Im 19. Jahrhundert wurde das vormals mächtige Osmanische Reich, das von den Medien der Zeit als kranker Mann am Bosporus persifliert wurde, durch Aufstände innerhalb seiner europäischen Territorien (Rumelien) geschwächt und immer mehr zum Spielball der europäischen Mächte. 1804 erhoben sich die Serben und erhielten bis 1830 eine weitgehende Autonomie. Auch die Phanariotenherrschaft in den Donaufürstentümern fand 1826 ihr Ende. In den 1820er Jahren gewann die von einigen Europäern unterstützte Unabhängigkeitsbewegung in Griechenland an Dynamik. Von 1831 bis 1841 beherrschte der ägyptische Vizekönig Muhammad Ali Pascha neben Ägypten, dem Sudan, Arabien auch die Levante und Syrien.

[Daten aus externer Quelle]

//! Campaign report rendering — turns a diagnosis into a downloadable
//! document.

pub mod report;

pub use report::{render, report_filename, ReportFormat};
//! The threshold table: what counts as "bad" for each metric.
//!
//! Process-wide read-only configuration, never mutated at runtime. Real
//! benchmarks vary by industry; these are cross-industry averages.

/// Breakpoints for CTR, a lower-is-worse percentage.
#[derive(Debug, Clone, Copy)]
pub struct CtrThresholds {
    /// Below this, almost nobody who sees the ad clicks it.
    pub critical: f64,
    pub warning: f64,
    /// At or above this, the metric is considered healthy.
    pub good: f64,
}

/// Breakpoints for CPC, a higher-is-worse currency amount.
#[derive(Debug, Clone, Copy)]
pub struct CpcThresholds {
    pub warning: f64,
    pub critical: f64,
}

/// Breakpoints for conversion rate, a lower-is-worse percentage.
#[derive(Debug, Clone, Copy)]
pub struct ConversionThresholds {
    pub critical: f64,
    pub warning: f64,
    pub good: f64,
}

/// Breakpoints for remaining budget, as a percentage of total.
#[derive(Debug, Clone, Copy)]
pub struct BudgetThresholds {
    pub exhausted: f64,
    pub low: f64,
}

#[derive(Debug, Clone, Copy)]
pub struct Thresholds {
    pub ctr: CtrThresholds,
    pub cpc: CpcThresholds,
    pub conversion_rate: ConversionThresholds,
    pub budget_remaining_pct: BudgetThresholds,
}

pub const THRESHOLDS: Thresholds = Thresholds {
    ctr: CtrThresholds {
        critical: 0.5,
        warning: 1.0,
        good: 2.0,
    },
    cpc: CpcThresholds {
        warning: 5.0,
        critical: 10.0,
    },
    conversion_rate: ConversionThresholds {
        critical: 1.0,
        warning: 2.0,
        good: 5.0,
    },
    budget_remaining_pct: BudgetThresholds {
        exhausted: 5.0,
        low: 20.0,
    },
};

/// Minimum clicks before a critically low conversion rate is reported.
/// Low-traffic campaigns are exempt to avoid judging statistically
/// insignificant samples.
pub const CONVERSION_CRITICAL_MIN_CLICKS: u64 = 50;

/// Minimum clicks before a below-average conversion rate is reported.
pub const CONVERSION_WARNING_MIN_CLICKS: u64 = 20;

/// Minimum clicks before zero conversions is read as a tracking failure
/// rather than an unlucky sample.
pub const TRACKING_FAILURE_MIN_CLICKS: u64 = 100;

// ---------------------------------------------------------------------------
// Tests
// ---------------------------------------------------------------------------

#[cfg(test)]
mod tests {
    use super::*;

    // Lower-is-worse metrics must order critical < warning; higher-is-worse
    // the other way around. The engine's first-match-wins dispatch depends
    // on this.

    #[test]
    fn test_lower_is_worse_ordering() {
        assert!(THRESHOLDS.ctr.critical < THRESHOLDS.ctr.warning);
        assert!(THRESHOLDS.ctr.warning < THRESHOLDS.ctr.good);
        assert!(THRESHOLDS.conversion_rate.critical < THRESHOLDS.conversion_rate.warning);
        assert!(THRESHOLDS.conversion_rate.warning < THRESHOLDS.conversion_rate.good);
        assert!(THRESHOLDS.budget_remaining_pct.exhausted < THRESHOLDS.budget_remaining_pct.low);
    }

    #[test]
    fn test_higher_is_worse_ordering() {
        assert!(THRESHOLDS.cpc.warning < THRESHOLDS.cpc.critical);
    }

    #[test]
    fn test_sample_size_guards_are_nested() {
        // The critical guard must demand at least as much traffic as the
        // warning guard, otherwise a campaign could skip the milder tier.
        assert!(CONVERSION_WARNING_MIN_CLICKS <= CONVERSION_CRITICAL_MIN_CLICKS);
        assert!(CONVERSION_CRITICAL_MIN_CLICKS <= TRACKING_FAILURE_MIN_CLICKS);
    }
}
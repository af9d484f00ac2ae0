use chrono::{DateTime, Utc};
use serde::{Deserialize, Serialize};
use uuid::Uuid;

/// A stored ad campaign: raw delivery counters plus the metrics derived
/// from them.
///
/// `ctr`, `cpc`, and `conversion_rate` are recomputed from the raw
/// counters whenever the counters change; they are never mutated
/// independently.
#[derive(Debug, Clone, Serialize, Deserialize)]
pub struct Campaign {
    pub id: Uuid,
    pub name: String,
    /// Total allocated budget in the account currency.
    pub budget: f64,
    /// How many times the ad was shown.
    pub impressions: u64,
    /// How many times the ad was clicked.
    pub clicks: u64,
    /// Completed desired actions (purchase, signup) after a click.
    pub conversions: u64,
    /// Click-through rate, percent. Derived.
    pub ctr: f64,
    /// Cost per click, currency. Derived.
    pub cpc: f64,
    /// Conversions per click, percent. Derived.
    pub conversion_rate: f64,
    pub status: CampaignStatus,
    pub created_at: DateTime<Utc>,
}

#[derive(Debug, Clone, Copy, Serialize, Deserialize, PartialEq, Eq)]
#[serde(rename_all = "snake_case")]
pub enum CampaignStatus {
    Active,
    Paused,
    Archived,
}

impl Default for CampaignStatus {
    fn default() -> Self {
        CampaignStatus::Active
    }
}
#[derive(Debug)]
struct LexBlock {
    kind: LexBlockKind,
    begin: SourcePosition,
    /// Unmatched `{` characters seen as plain text inside this block. The
    /// block's own closing `}` only counts once these are balanced again.
    pending_braces: usize,
}

/// Lexer for tokenizing Oribe template source.
///
/// Plain text and `@` constructs interleave freely; the lexer resolves each
/// construct's full extent (including its opening `{` where it has one) and
/// leaves sub-expression parsing to the model builder.
pub struct Lexer {
    chars: Vec<char>,
    pos: usize,
    line: u32,
    col: u32,
    blocks: Vec<LexBlock>,
    text: String,
    text_start: SourcePosition,
}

Die orientalische Frage wurde ein Dauerthema der Diplomatie. Russland sah darin eine Chance, seinen Machteinfluss in Europa stärker geltend zu machen und insbesondere einen freien Zugang zum Mittelmeer über das Schwarze Meer und die Dardanellen und auf den Balkan zu bekommen. Auf dem Balkan brachte es sich als Schutzmacht der dortigen orthodoxen Christen ins Spiel. Bereits früher hatte der russische Zar vergeblich versucht, die Regierungen Österreichs und Großbritanniens für eine Aufteilung des Osmanischen Reiches zu gewinnen. Österreich, Großbritannien und Frankreich sahen die Gefahr der russischen Expansion und tendierten daher eher dazu, ein schwaches Osmanisches Reich aufrechtzuerhalten. Sie wollten nicht, dass die Schlüsselpositionen in russische Hände fielen, und unterstützten die Osmanen, um den Status quo zu erhalten und damit ihre eigene Machthoheit in Südosteuropa an den osmanischen Grenzen zu sichern. In der orientalischen Frage über Sein oder Nichtsein des Reiches waren sie der Meinung, dass das Osmanische Reich, das in jener Zeit noch immer eine gewaltige Ausdehnung besaß, erhalten werden musste. Sein Zusammenbrechen hätte ein Machtvakuum verursacht. Für Großbritannien, den zu der Zeit wichtigsten Handelspartner des Osmanischen Reiches, ging es außerdem darum, den Seeweg nach Indien zu kontrollieren und eine Vormacht Russlands in Asien zu unterbinden, denn Großbritannien und Russland befanden sich im Konflikt um die Vorherrschaft über das rohstoffreiche Zentralasien, dem so genannten Great Game.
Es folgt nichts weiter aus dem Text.